En octobre dernier, Google révélait dans le cadre de son Project Zero avoir découvert une série de failles 0day. Celles-ci étaient exploitées par un mystérieux groupe de hackers qui avait déjà fait des siennes début 2020, et que Google avait déjà contré. Ici, deux douzaines de sites web redirigeant vers deux serveurs dédiés à l’exploitation de failles. Objectif de cette campagne malveillante : pénétrer dans des appareils (Android, iOS et Windows) et monter en privilèges pour, notamment, en extraire des informations.
Le groupe est particulièrement sophistiqué : il utilise ici sept failles 0day, contre quatre en février 2020. Ni une ni deux, Project Zero lui donne la chasse. « Nous sommes très reconnaissants à tous les fournisseurs et aux équipes d'intervention défensive qui ont travaillé leurs longues journées pour analyser nos rapports et obtenir des correctifs publiés et appliqués » se réjouissait ainsi Google en fin d’année dernière.
Mais ce que le géant de Mountain VIew a omis de préciser, c’est qu’il savait exactement qui se trouvait derrière cette campagne d’exploitation de failles 0day. La Technology Review du MIT explique dans un article avoir appris que « les hackers en question étaient en fait des agents d’un gouvernement occidental menant activement une opération antiterroriste ». Soit les services de renseignement d’un allié des Etats-unis, bien que le MIT ne précise pas l’État dont il s’agit.
Vaste débat éthique
« La décision de l'entreprise d'arrêter et de faire connaître l'attaque a provoqué une division interne chez Google et soulevé des questions au sein des communautés du renseignement des États-Unis et de ses alliés » croit savoir la Technology Review. D’autant que si Project Zero ne se perd jamais en attribution, l’autre pendant de la cyberdéfense chez Google, le Threat Analysis Group ne se gêne généralement pas pour pointer du doigt ici la Russie, là l’Iran ou encore la Chine.
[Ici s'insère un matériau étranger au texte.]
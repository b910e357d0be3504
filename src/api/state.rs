//! Shared state for the Web API server.

use std::sync::Arc;

use crate::storage::TaskStore;

/// Handed to every handler through axum `State`; the store is the only
/// resource shared between requests.
#[derive(Clone)]
pub struct AppState {
    pub store: Arc<dyn TaskStore>,
}

impl AppState {
    pub fn new(store: impl TaskStore + 'static) -> Self {
        Self {
            store: Arc::new(store),
        }
    }
}
//! CLI 模块

pub mod serve;
pub mod tasks;

use std::path::PathBuf;

use chrono::NaiveDate;
use clap::{Args, Parser, Subcommand};

use crate::model::{Priority, TaskStatus};
use crate::view::SortBy;

#[derive(Parser)]
#[command(name = "tasktrack")]
#[command(version)]
#[command(about = "Personal task tracker: JSON API server and command-line board")]
pub struct Cli {
    /// API origin for client commands (overrides config.toml)
    #[arg(long, global = true, env = "TASKTRACK_SERVER")]
    pub server: Option<String>,

    #[command(subcommand)]
    pub command: Commands,
}

#[derive(Subcommand)]
pub enum Commands {
    /// Start the task API server
    Serve(ServeArgs),
    /// List tasks with optional filters
    List(ListArgs),
    /// Create a task
    Add(AddArgs),
    /// Flip a task between Pending and Completed
    Toggle {
        /// Task id or a unique prefix of it
        id: String,
    },
    /// Set a task's status explicitly
    SetStatus {
        /// Task id or a unique prefix of it
        id: String,
        /// Pending | Completed
        status: TaskStatus,
    },
    /// Delete a task
    Delete {
        /// Task id or a unique prefix of it
        id: String,
    },
    /// Show total / completed / pending counts and completion rate
    Stats,
    /// Show the effective configuration
    Config {
        /// Write the current configuration to config.toml
        #[arg(long)]
        init: bool,
    },
}

#[derive(Args)]
pub struct ServeArgs {
    /// Address to bind
    #[arg(long)]
    pub host: Option<String>,
    /// Port to listen on
    #[arg(short, long)]
    pub port: Option<u16>,
    /// Directory holding tasks.toml
    #[arg(long)]
    pub data_dir: Option<PathBuf>,
    /// Keep tasks in memory only
    #[arg(long, conflicts_with = "data_dir")]
    pub memory: bool,
}

#[derive(Args)]
pub struct ListArgs {
    /// Pending | Completed
    #[arg(long)]
    pub status: Option<TaskStatus>,
    /// Low | Medium | High
    #[arg(long)]
    pub priority: Option<Priority>,
    /// Case-insensitive match on title or description
    #[arg(short, long)]
    pub search: Option<String>,
    /// dueDate | priority | createdAt
    #[arg(long, default_value_t = SortBy::DueDate)]
    pub sort_by: SortBy,
}

#[derive(Args)]
pub struct AddArgs {
    pub title: String,
    /// Due date (YYYY-MM-DD)
    #[arg(long)]
    pub due: NaiveDate,
    #[arg(short, long)]
    pub description: Option<String>,
    #[arg(long, default_value_t = Priority::Medium)]
    pub priority: Priority,
    #[arg(long, default_value_t = TaskStatus::Pending)]
    pub status: TaskStatus,
}
//! Toast 通知
//!
//! 通知总线作为显式上下文传给 [`crate::view::TaskBoard`]，不使用全局状态。

use std::time::{Duration, Instant};

use uuid::Uuid;

/// 默认显示时长
pub const DEFAULT_TOAST_DURATION: Duration = Duration::from_millis(3000);

#[derive(Debug, Clone, Copy, PartialEq, Eq)]
pub enum ToastVariant {
    Success,
    Error,
    Info,
}

impl ToastVariant {
    pub fn icon(&self) -> &'static str {
        match self {
            ToastVariant::Success => "✓",
            ToastVariant::Error => "✗",
            ToastVariant::Info => "ℹ",
        }
    }
}

/// 待发送的通知（尚未分配 ID）
#[derive(Debug, Clone, PartialEq, Eq)]
pub struct NewToast {
    pub title: String,
    pub description: Option<String>,
    pub variant: ToastVariant,
    /// None 使用默认时长；Some(ZERO) 表示不自动消失
    pub duration: Option<Duration>,
}

impl NewToast {
    pub fn success(title: impl Into<String>, description: impl Into<String>) -> Self {
        Self::new(ToastVariant::Success, title, description)
    }

    pub fn error(title: impl Into<String>, description: impl Into<String>) -> Self {
        Self::new(ToastVariant::Error, title, description)
    }

    pub fn info(title: impl Into<String>, description: impl Into<String>) -> Self {
        Self::new(ToastVariant::Info, title, description)
    }

    fn new(variant: ToastVariant, title: impl Into<String>, description: impl Into<String>) -> Self {
        let description = description.into();
        Self {
            title: title.into(),
            description: (!description.is_empty()).then_some(description),
            variant,
            duration: None,
        }
    }
}

/// 已显示的通知
#[derive(Debug, Clone)]
pub struct Toast {
    pub id: String,
    pub title: String,
    pub description: Option<String>,
    pub variant: ToastVariant,
    pub duration: Duration,
    pub shown_at: Instant,
}

impl Toast {
    pub fn is_expired(&self, now: Instant) -> bool {
        !self.duration.is_zero() && now.saturating_duration_since(self.shown_at) >= self.duration
    }
}

/// 通知总线
pub trait NotificationBus {
    /// 显示一条通知，返回其 ID
    fn add_toast(&mut self, toast: NewToast) -> String;

    fn remove_toast(&mut self, id: &str);
}

fn new_toast_id() -> String {
    Uuid::new_v4().simple().to_string()[..9].to_string()
}

/// 内存中的通知队列
#[derive(Debug, Default)]
pub struct ToastQueue {
    toasts: Vec<Toast>,
}

impl ToastQueue {
    pub fn new() -> Self {
        Self::default()
    }

    pub fn toasts(&self) -> &[Toast] {
        &self.toasts
    }

    pub fn last(&self) -> Option<&Toast> {
        self.toasts.last()
    }

    /// 移除已到期的通知，返回移除数量
    pub fn prune_expired(&mut self, now: Instant) -> usize {
        let before = self.toasts.len();
        self.toasts.retain(|t| !t.is_expired(now));
        before - self.toasts.len()
    }
}

impl NotificationBus for ToastQueue {
    fn add_toast(&mut self, toast: NewToast) -> String {
        let id = new_toast_id();
        self.toasts.push(Toast {
            id: id.clone(),
            title: toast.title,
            description: toast.description,
            variant: toast.variant,
            duration: toast.duration.unwrap_or(DEFAULT_TOAST_DURATION),
            shown_at: Instant::now(),
        });
        id
    }

    fn remove_toast(&mut self, id: &str) {
        self.toasts.retain(|t| t.id != id);
    }
}

/// 直接打印到终端，用于命令行
#[derive(Debug, Default)]
pub struct ConsoleBus;

impl NotificationBus for ConsoleBus {
    fn add_toast(&mut self, toast: NewToast) -> String {
        let line = match &toast.description {
            Some(desc) => format!("{} {}: {}", toast.variant.icon(), toast.title, desc),
            None => format!("{} {}", toast.variant.icon(), toast.title),
        };
        match toast.variant {
            ToastVariant::Error => eprintln!("{}", line),
            _ => println!("{}", line),
        }
        new_toast_id()
    }

    fn remove_toast(&mut self, _id: &str) {}
}

#[cfg(test)]
mod tests {
    use super::*;

    #[test]
    fn test_add_and_remove() {
        let mut queue = ToastQueue::new();
        let id = queue.add_toast(NewToast::success("Success", "Task created successfully"));
        assert_eq!(id.len(), 9);
        assert_eq!(queue.toasts().len(), 1);
        assert_eq!(queue.toasts()[0].duration, DEFAULT_TOAST_DURATION);

        queue.remove_toast(&id);
        assert!(queue.toasts().is_empty());
    }

    #[test]
    fn test_empty_description_is_absent() {
        let toast = NewToast::info("Heads up", "");
        assert_eq!(toast.description, None);
    }

    #[test]
    fn test_prune_expired() {
        let mut queue = ToastQueue::new();
        queue.add_toast(NewToast::error("Delete Failed", "try again"));
        let mut sticky = NewToast::info("Sticky", "");
        sticky.duration = Some(Duration::ZERO);
        queue.add_toast(sticky);

        let shown = queue.toasts()[0].shown_at;
        assert_eq!(queue.prune_expired(shown + Duration::from_millis(100)), 0);
        assert_eq!(queue.prune_expired(shown + Duration::from_secs(3)), 1);
        assert_eq!(queue.toasts().len(), 1);
        assert_eq!(queue.toasts()[0].title, "Sticky");
    }
}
Mais dans le cas de ces failles, Google est resté mystérieusement silencieux sur l’auteur des attaques. Y compris sur les techniques et les domaines utilisés. Mais, pour un porte-parole de Google, renseignement allié ou non, une vulnérabilité reste une vulnérabilité. « Project Zero se consacre à la recherche et à la correction des vulnérabilités 0day, et à la publication de recherches techniques conçues pour faire progresser la compréhension des nouvelles vulnérabilités de sécurité et des techniques d'exploitation dans la communauté de recherche » explique-t-il.
En interne, les débats se sont clos sur le constat qu’une vulnérabilité, même exploitée par un pays allié à des fins anti-terroristes, est susceptible d’être employée à des fins moins louables par d’autres. La Technology Review en profite pour relancer ce débat. Et on se rappellera notamment EternalBlue, cette faille exploitée par la NSA, puis dérobée par un groupe de hackers avant de servir de vecteur de propagation au ransomware WannaCry.